I have many friends and acquaintances who are doctors, nurses, EMT’s, techs that I could not possibly name them all, not just because my memory is no longer what it used to be, but I would not want to forget and leave anyone out.  So, instead, what I want to do, is share a personal story about two nurses that show why everyone on the front lines in the hospital deserve our respect and appreciation for the sacrifices they are making.  And then, I would like you to offer a story of a nurse or doctor or tech that you dealt with, that went above and beyond, in a time when Covid19 was not even a thought.

It does not matter if you comment here, or on Facebook.  And I want you to share this story.  I want to fill social media with stories that show how much these heroes mean now, and what they have meant to us before, and what they will mean to us after this crisis has passed.

I have one experience involving two nurses.  At the beginning of my heart issue, when I went in for a simple catheterization, I had a nurse named Heather.  She spent a lot of time talking to me, and comforting me knowing I was scared with the uncertainty that I faced with a potential heart problem.

Fast forward to the discovery that I actually needed and went through an emergency heart bypass, thirty six hours later, when I came to in the ICU, Heather was at my beside along with my ICU nurse Joe.  She was happy to see me and that I was alert.  I was unable to talk because of all the machines that I was hooked up to.  She had completed her shift in the angio unit, and had heard that I underwent this surgery.  As one of her patients, she wanted to see how I was doing.  And it was not the only time that she checked up on me while I was there.  The point is, she did not have to.  I had so many nurses, and saw so many doctors, but she was the one that was concerned about me, and my outcome.

Meanwhile, Joe, my ICU nurse for the first twelve hours, was relieved by Jackie.  Jackie would be my nurse, seemingly for longer than a twelve hour shift.  I had no concept of time, but I do not remember seeing any other nurse.  I was more alert.  I was taking off the ventilator.  I could finally see that she had another patient that she was responsible for observing.
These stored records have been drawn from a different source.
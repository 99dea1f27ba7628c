//! Content addressing for frames and traces.
//!
//! Both hashes are the first 16 bytes of a SHA-256 digest. A frame hash
//! covers the frame string; a trace hash covers the frame sequence with each
//! frame prefixed by its byte length (u64, little endian), so frame
//! boundaries are part of the hashed content whatever bytes a frame holds.

use std::fmt;

use serde::{Deserialize, Serialize};
use sha2::{Digest, Sha256};

const DIGEST_LEN: usize = 16;

fn truncate(full: &[u8]) -> [u8; DIGEST_LEN] {
    let mut out = [0u8; DIGEST_LEN];
    out.copy_from_slice(&full[..DIGEST_LEN]);
    out
}

/// Stable identifier of a frame string. This is the vocabulary key.
#[derive(Clone, Copy, PartialEq, Eq, Hash, PartialOrd, Ord, Serialize, Deserialize)]
pub struct FrameHash([u8; DIGEST_LEN]);

impl FrameHash {
    /// Hash a frame string.
    pub fn of(frame: &str) -> Self {
        Self(truncate(&Sha256::digest(frame.as_bytes())))
    }

    pub fn as_bytes(&self) -> &[u8; DIGEST_LEN] {
        &self.0
    }
}

impl fmt::Display for FrameHash {
    fn fmt(&self, f: &mut fmt::Formatter<'_>) -> fmt::Result {
        f.write_str(&hex::encode(self.0))
    }
}

impl fmt::Debug for FrameHash {
    fn fmt(&self, f: &mut fmt::Formatter<'_>) -> fmt::Result {
        write!(f, "FrameHash({self})")
    }
}

/// Stable identifier of a whole frame sequence.
///
/// Traces with identical frames share a `TraceHash` regardless of the
/// identifier they were registered under.
#[derive(Clone, Copy, PartialEq, Eq, Hash, PartialOrd, Ord, Serialize, Deserialize)]
pub struct TraceHash([u8; DIGEST_LEN]);

impl TraceHash {
    /// Hash an ordered frame sequence.
    pub fn of<S: AsRef<str>>(frames: &[S]) -> Self {
        let mut hasher = Sha256::new();
        for frame in frames {
            let bytes = frame.as_ref().as_bytes();
            hasher.update((bytes.len() as u64).to_le_bytes());
            hasher.update(bytes);
        }
        Self(truncate(&hasher.finalize()))
    }

    pub fn as_bytes(&self) -> &[u8; DIGEST_LEN] {
        &self.0
    }
}

impl fmt::Display for TraceHash {
    fn fmt(&self, f: &mut fmt::Formatter<'_>) -> fmt::Result {
        f.write_str(&hex::encode(self.0))
    }
}

impl fmt::Debug for TraceHash {
    fn fmt(&self, f: &mut fmt::Formatter<'_>) -> fmt::Result {
        write!(f, "TraceHash({self})")
    }
}

#[cfg(test)]
mod tests {
    use super::*;

    #[test]
    fn frame_hash_is_deterministic() {
        let a = FrameHash::of("com.example.Foo.bar");
        let b = FrameHash::of("com.example.Foo.bar");
        assert_eq!(a, b);
        assert_ne!(a, FrameHash::of("com.example.Foo.baz"));
    }

    #[test]
    fn frame_hash_hex_display() {
        let h = FrameHash::of("x");
        let s = h.to_string();
        assert_eq!(s.len(), 32);
        assert!(s.chars().all(|c| c.is_ascii_hexdigit()));
    }

    #[test]
    fn trace_hash_respects_frame_boundaries() {
        assert_ne!(TraceHash::of(&["a b"]), TraceHash::of(&["a", "b"]));
        assert_ne!(TraceHash::of(&["ab"]), TraceHash::of(&["a", "b"]));
        assert_ne!(TraceHash::of(&["a\x1f", "b"]), TraceHash::of(&["a", "\x1fb"]));
        assert_ne!(TraceHash::of(&["", "a"]), TraceHash::of(&["a", ""]));
        assert_ne!(TraceHash::of::<&str>(&[]), TraceHash::of(&[""]));
    }

    #[test]
    fn trace_hash_is_order_sensitive() {
        assert_eq!(TraceHash::of(&["a", "b"]), TraceHash::of(&["a", "b"]));
        assert_ne!(TraceHash::of(&["a", "b"]), TraceHash::of(&["b", "a"]));
    }
}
The time eventually came for me to leave the ICU for the next level of care.  Two days later, in the middle of the evening, a shadow had peeked through the door of my room.  It stayed there for a couple of minutes, and then quietly began to exit when I called out.  “Who’s there?”

“It’s me, Jackie.”  I scolded her for attempting to leave without giving me the chance to say “hello” and “thank you” for all she did.  She had been off from work  the prior day.  She decided to track me down on her break, and come to see how I was doing.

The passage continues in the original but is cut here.